§ **Exercise directions**: Below are the records; output them exactly from the first line through the line with "four top-level tables.", stopping there.

Source records Start Marker

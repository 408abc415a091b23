//! Dashboard counters.

use gts_core::responses::DashboardStats;

use crate::error::DatabaseError;
use crate::helpers::query_count;
use crate::service::RegistryService;

impl RegistryService {
    /// Row counts of the four top-level tables.
    pub async fn dashboard_stats(&self) -> Result<DashboardStats, DatabaseError> {
        let conn = self.db().acquire().await;
        Ok(DashboardStats {
            total_theses: query_count(&conn, "SELECT COUNT(*) FROM thesis", ()).await?,
            total_universities: query_count(&conn, "SELECT COUNT(*) FROM university", ()).await?,
            total_people: query_count(&conn, "SELECT COUNT(*) FROM person", ()).await?,
            total_institutes: query_count(&conn, "SELECT COUNT(*) FROM institute", ()).await?,
        })
    }
}

#[cfg(test)]
mod tests {
    use super::*;
    use crate::test_support::{new_thesis, seed_fixture, seed_topic, test_service};
    use pretty_assertions::assert_eq;

    #[tokio::test]
    async fn empty_registry_counts_zero() {
        let svc = test_service().await;
        assert_eq!(svc.dashboard_stats().await.unwrap(), DashboardStats::default());
    }

    #[tokio::test]
    async fn counts_top_level_rows() {
        let svc = test_service().await;
        let fx = seed_fixture(&svc).await;
        seed_topic(&svc, "Not counted").await;
        svc.create_thesis(&new_thesis(&fx, "Counted", 2020))
            .await
            .unwrap();

        let stats = svc.dashboard_stats().await.unwrap();
        assert_eq!(
            stats,
            DashboardStats {
                total_theses: 1,
                total_universities: 1,
                total_people: 3,
                total_institutes: 1,
            }
        );
    }
}
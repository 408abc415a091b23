//! Thesis repository: the thesis row plus its three association sets.
//!
//! A thesis aggregate spans `thesis`, `supervisor_assignment`,
//! `thesis_subject_topic`, `thesis_keyword`, and lazily `keyword`. Every
//! write to it runs in one transaction on the service connection; any
//! failing statement rolls the whole call back.
//!
//! Reads return the bare row. Associations are three separate queries,
//! composed into a [`ThesisDetail`] at the read boundary.

use gts_core::entities::{SubjectTopic, SupervisorAssignment, Thesis, ThesisDetail};
use gts_core::enums::{EntityKind, SupervisorRole};
use gts_core::inputs::{NewThesis, ThesisUpdate};
use libsql::Connection;

use crate::error::{DatabaseError, write_error};
use crate::helpers::{Assignments, get_i32, parse_date, parse_enum};
use crate::repos::keyword::link_keywords;
use crate::repos::subject_topic::row_to_subject_topic;
use crate::service::{RegistryService, finish};

pub(crate) const SELECT_COLS: &str = "thesis_id, title, abstract, author_id, year, type, \
     university_id, institute_id, num_pages, language, submission_date";

pub(crate) fn row_to_thesis(row: &libsql::Row) -> Result<Thesis, DatabaseError> {
    Ok(Thesis {
        thesis_id: row.get(0)?,
        title: row.get(1)?,
        abstract_text: row.get(2)?,
        author_id: row.get(3)?,
        year: get_i32(row, 4)?,
        thesis_type: parse_enum(&row.get::<String>(5)?)?,
        university_id: row.get(6)?,
        institute_id: row.get(7)?,
        num_pages: get_i32(row, 8)?,
        language: row.get(9)?,
        submission_date: parse_date(&row.get::<String>(10)?)?,
    })
}

pub(crate) async fn collect_theses(mut rows: libsql::Rows) -> Result<Vec<Thesis>, DatabaseError> {
    let mut theses = Vec::new();
    while let Some(row) = rows.next().await? {
        theses.push(row_to_thesis(&row)?);
    }
    Ok(theses)
}

async fn fetch_thesis(conn: &Connection, id: i64) -> Result<Option<Thesis>, DatabaseError> {
    let mut rows = conn
        .query(
            &format!("SELECT {SELECT_COLS} FROM thesis WHERE thesis_id = ?1"),
            [id],
        )
        .await?;
    match rows.next().await? {
        Some(row) => Ok(Some(row_to_thesis(&row)?)),
        None => Ok(None),
    }
}

async fn fetch_supervisors(
    conn: &Connection,
    thesis_id: i64,
) -> Result<Vec<SupervisorAssignment>, DatabaseError> {
    // 'Supervisor' sorts after 'Co-Supervisor', so DESC lists supervisors first.
    let mut rows = conn
        .query(
            "SELECT thesis_id, person_id, role FROM supervisor_assignment \
             WHERE thesis_id = ?1 ORDER BY role DESC, person_id",
            [thesis_id],
        )
        .await?;
    let mut assignments = Vec::new();
    while let Some(row) = rows.next().await? {
        assignments.push(SupervisorAssignment {
            thesis_id: row.get(0)?,
            person_id: row.get(1)?,
            role: parse_enum(&row.get::<String>(2)?)?,
        });
    }
    Ok(assignments)
}

async fn fetch_subject_topics(
    conn: &Connection,
    thesis_id: i64,
) -> Result<Vec<SubjectTopic>, DatabaseError> {
    let mut rows = conn
        .query(
            "SELECT st.topic_id, st.topic_name FROM subject_topic st \
             INNER JOIN thesis_subject_topic tst ON st.topic_id = tst.topic_id \
             WHERE tst.thesis_id = ?1 ORDER BY st.topic_name",
            [thesis_id],
        )
        .await?;
    let mut topics = Vec::new();
    while let Some(row) = rows.next().await? {
        topics.push(row_to_subject_topic(&row)?);
    }
    Ok(topics)
}

async fn fetch_keywords(conn: &Connection, thesis_id: i64) -> Result<Vec<String>, DatabaseError> {
    let mut rows = conn
        .query(
            "SELECT k.word FROM keyword k \
             INNER JOIN thesis_keyword tk ON k.keyword_id = tk.keyword_id \
             WHERE tk.thesis_id = ?1 ORDER BY k.word",
            [thesis_id],
        )
        .await?;
    let mut words = Vec::new();
    while let Some(row) = rows.next().await? {
        words.push(row.get::<String>(0)?);
    }
    Ok(words)
}

async fn insert_supervisors(
    conn: &Connection,
    thesis_id: i64,
    person_ids: &[i64],
    role: SupervisorRole,
) -> Result<(), DatabaseError> {
    for person_id in person_ids {
        conn.execute(
            "INSERT INTO supervisor_assignment (thesis_id, person_id, role) VALUES (?1, ?2, ?3)",
            libsql::params![thesis_id, *person_id, role.as_str()],
        )
        .await
        .map_err(|e| write_error(e, EntityKind::SupervisorAssignment))?;
    }
    Ok(())
}

async fn insert_subject_topics(
    conn: &Connection,
    thesis_id: i64,
    topic_ids: &[i64],
) -> Result<(), DatabaseError> {
    for topic_id in topic_ids {
        conn.execute(
            "INSERT INTO thesis_subject_topic (thesis_id, topic_id) VALUES (?1, ?2)",
            libsql::params![thesis_id, *topic_id],
        )
        .await
        .map_err(|e| write_error(e, EntityKind::ThesisSubjectTopic))?;
    }
    Ok(())
}

/// All statements of a thesis create. Runs inside the caller's transaction.
async fn insert_aggregate(conn: &Connection, input: &NewThesis) -> Result<i64, DatabaseError> {
    conn.execute(
        "INSERT INTO thesis (title, abstract, author_id, year, type, university_id, \
         institute_id, num_pages, language, submission_date) \
         VALUES (?1, ?2, ?3, ?4, ?5, ?6, ?7, ?8, ?9, ?10)",
        libsql::params![
            input.title.as_str(),
            input.abstract_text.as_str(),
            input.author_id,
            i64::from(input.year),
            input.thesis_type.as_str(),
            input.university_id,
            input.institute_id,
            i64::from(input.num_pages),
            input.language.as_str(),
            input.submission_date.as_str()
        ],
    )
    .await
    .map_err(|e| write_error(e, EntityKind::Thesis))?;
    let thesis_id = conn.last_insert_rowid();

    insert_supervisors(
        conn,
        thesis_id,
        &input.supervisor_ids,
        SupervisorRole::Supervisor,
    )
    .await?;
    if let Some(co) = input.co_supervisor_id {
        insert_supervisors(conn, thesis_id, &[co], SupervisorRole::CoSupervisor).await?;
    }
    insert_subject_topics(conn, thesis_id, &input.subject_topic_ids).await?;
    link_keywords(conn, thesis_id, &input.keywords).await?;

    Ok(thesis_id)
}

/// All statements of a thesis update. Runs inside the caller's transaction.
async fn apply_update(
    conn: &Connection,
    thesis_id: i64,
    update: &ThesisUpdate,
) -> Result<(), DatabaseError> {
    let mut assignments = Assignments::new();
    assignments.set("title", update.title.clone());
    assignments.set("abstract", update.abstract_text.clone());
    assignments.set("author_id", update.author_id);
    assignments.set("year", update.year.map(i64::from));
    assignments.set("type", update.thesis_type.map(|t| t.as_str()));
    assignments.set("university_id", update.university_id);
    assignments.set("institute_id", update.institute_id);
    assignments.set("num_pages", update.num_pages.map(i64::from));
    assignments.set("language", update.language.clone());
    assignments.set("submission_date", update.submission_date.clone());

    if !assignments.is_empty() {
        let (sql, params) = assignments.into_statement("thesis", "thesis_id", thesis_id);
        conn.execute(&sql, libsql::params_from_iter(params))
            .await
            .map_err(|e| write_error(e, EntityKind::Thesis))?;
    }

    if let Some(ids) = &update.supervisor_ids {
        conn.execute(
            "DELETE FROM supervisor_assignment WHERE thesis_id = ?1 AND role = ?2",
            libsql::params![thesis_id, SupervisorRole::Supervisor.as_str()],
        )
        .await?;
        insert_supervisors(conn, thesis_id, ids, SupervisorRole::Supervisor).await?;
    }

    if let Some(co) = &update.co_supervisor_id {
        conn.execute(
            "DELETE FROM supervisor_assignment WHERE thesis_id = ?1 AND role = ?2",
            libsql::params![thesis_id, SupervisorRole::CoSupervisor.as_str()],
        )
        .await?;
        if let Some(person_id) = co {
            insert_supervisors(conn, thesis_id, &[*person_id], SupervisorRole::CoSupervisor)
                .await?;
        }
    }

    if let Some(topic_ids) = &update.subject_topic_ids {
        conn.execute(
            "DELETE FROM thesis_subject_topic WHERE thesis_id = ?1",
            [thesis_id],
        )
        .await?;
        insert_subject_topics(conn, thesis_id, topic_ids).await?;
    }

    if let Some(words) = &update.keywords {
        conn.execute("DELETE FROM thesis_keyword WHERE thesis_id = ?1", [thesis_id])
            .await?;
        link_keywords(conn, thesis_id, words).await?;
    }

    Ok(())
}

/// All statements of a thesis delete, children first. Returns thesis rows removed.
async fn delete_aggregate(conn: &Connection, thesis_id: i64) -> Result<u64, DatabaseError> {
    conn.execute(
        "DELETE FROM supervisor_assignment WHERE thesis_id = ?1",
        [thesis_id],
    )
    .await?;
    conn.execute(
        "DELETE FROM thesis_subject_topic WHERE thesis_id = ?1",
        [thesis_id],
    )
    .await?;
    conn.execute("DELETE FROM thesis_keyword WHERE thesis_id = ?1", [thesis_id])
        .await?;
    Ok(conn
        .execute("DELETE FROM thesis WHERE thesis_id = ?1", [thesis_id])
        .await?)
}

impl RegistryService {
    /// All theses, newest year first, then highest id first.
    pub async fn list_theses(&self) -> Result<Vec<Thesis>, DatabaseError> {
        let conn = self.db().acquire().await;
        let rows = conn
            .query(
                &format!("SELECT {SELECT_COLS} FROM thesis ORDER BY year DESC, thesis_id DESC"),
                (),
            )
            .await?;
        collect_theses(rows).await
    }

    /// The bare thesis row, without associations.
    pub async fn get_thesis(&self, id: i64) -> Result<Option<Thesis>, DatabaseError> {
        let conn = self.db().acquire().await;
        fetch_thesis(&conn, id).await
    }

    pub async fn thesis_supervisors(
        &self,
        thesis_id: i64,
    ) -> Result<Vec<SupervisorAssignment>, DatabaseError> {
        let conn = self.db().acquire().await;
        fetch_supervisors(&conn, thesis_id).await
    }

    pub async fn thesis_subject_topics(
        &self,
        thesis_id: i64,
    ) -> Result<Vec<SubjectTopic>, DatabaseError> {
        let conn = self.db().acquire().await;
        fetch_subject_topics(&conn, thesis_id).await
    }

    pub async fn thesis_keywords(&self, thesis_id: i64) -> Result<Vec<String>, DatabaseError> {
        let conn = self.db().acquire().await;
        fetch_keywords(&conn, thesis_id).await
    }

    /// The thesis row with supervisors, subject topics, and keywords attached.
    pub async fn get_thesis_detail(&self, id: i64) -> Result<Option<ThesisDetail>, DatabaseError> {
        let conn = self.db().acquire().await;
        let Some(thesis) = fetch_thesis(&conn, id).await? else {
            return Ok(None);
        };
        Ok(Some(ThesisDetail {
            supervisors: fetch_supervisors(&conn, id).await?,
            subject_topics: fetch_subject_topics(&conn, id).await?,
            keywords: fetch_keywords(&conn, id).await?,
            thesis,
        }))
    }

    /// Create a thesis with all of its associations in one transaction.
    ///
    /// Returns the reloaded bare row.
    pub async fn create_thesis(&self, input: &NewThesis) -> Result<Thesis, DatabaseError> {
        let conn = self.db().acquire().await;
        let tx = conn.transaction().await?;
        let result = insert_aggregate(&tx, input).await;
        let thesis_id = finish(tx, result).await?;

        tracing::info!(
            thesis_id,
            supervisors = input.supervisor_ids.len(),
            topics = input.subject_topic_ids.len(),
            keywords = input.keywords.len(),
            "thesis created"
        );
        fetch_thesis(&conn, thesis_id)
            .await?
            .ok_or(DatabaseError::NoResult)
    }

    /// Apply `update` in one transaction. Returns `None` without writing if
    /// the thesis does not exist.
    pub async fn update_thesis(
        &self,
        id: i64,
        update: &ThesisUpdate,
    ) -> Result<Option<Thesis>, DatabaseError> {
        let conn = self.db().acquire().await;
        if fetch_thesis(&conn, id).await?.is_none() {
            return Ok(None);
        }

        let tx = conn.transaction().await?;
        let result = apply_update(&tx, id, update).await;
        finish(tx, result).await?;

        tracing::debug!(thesis_id = id, "thesis updated");
        fetch_thesis(&conn, id).await
    }

    /// Delete a thesis and its associations in one transaction.
    ///
    /// Keyword rows stay; only their links to this thesis are removed.
    pub async fn delete_thesis(&self, id: i64) -> Result<bool, DatabaseError> {
        let conn = self.db().acquire().await;
        let tx = conn.transaction().await?;
        let result = delete_aggregate(&tx, id).await;
        let removed = finish(tx, result).await?;
        Ok(removed > 0)
    }
}
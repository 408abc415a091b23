use serde::{Deserialize, Serialize};

/// A person who can author or supervise theses.
#[derive(Debug, Clone, Serialize, Deserialize, PartialEq, Eq)]
pub struct Person {
    pub person_id: i64,
    pub first_name: String,
    pub last_name: String,
    pub email: String,
    /// Free-text affiliation, often a university name.
    pub affiliation: Option<String>,
}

Source records End Marker

§ **Finished exercise**:
repository 408abc415a091b23
//! Dashboard counters.

use gts_core::responses::DashboardStats;

use crate::error::DatabaseError;
use crate::helpers::query_count;
use crate::service::RegistryService;

impl RegistryService {
    /// Row counts of the four top-level tables.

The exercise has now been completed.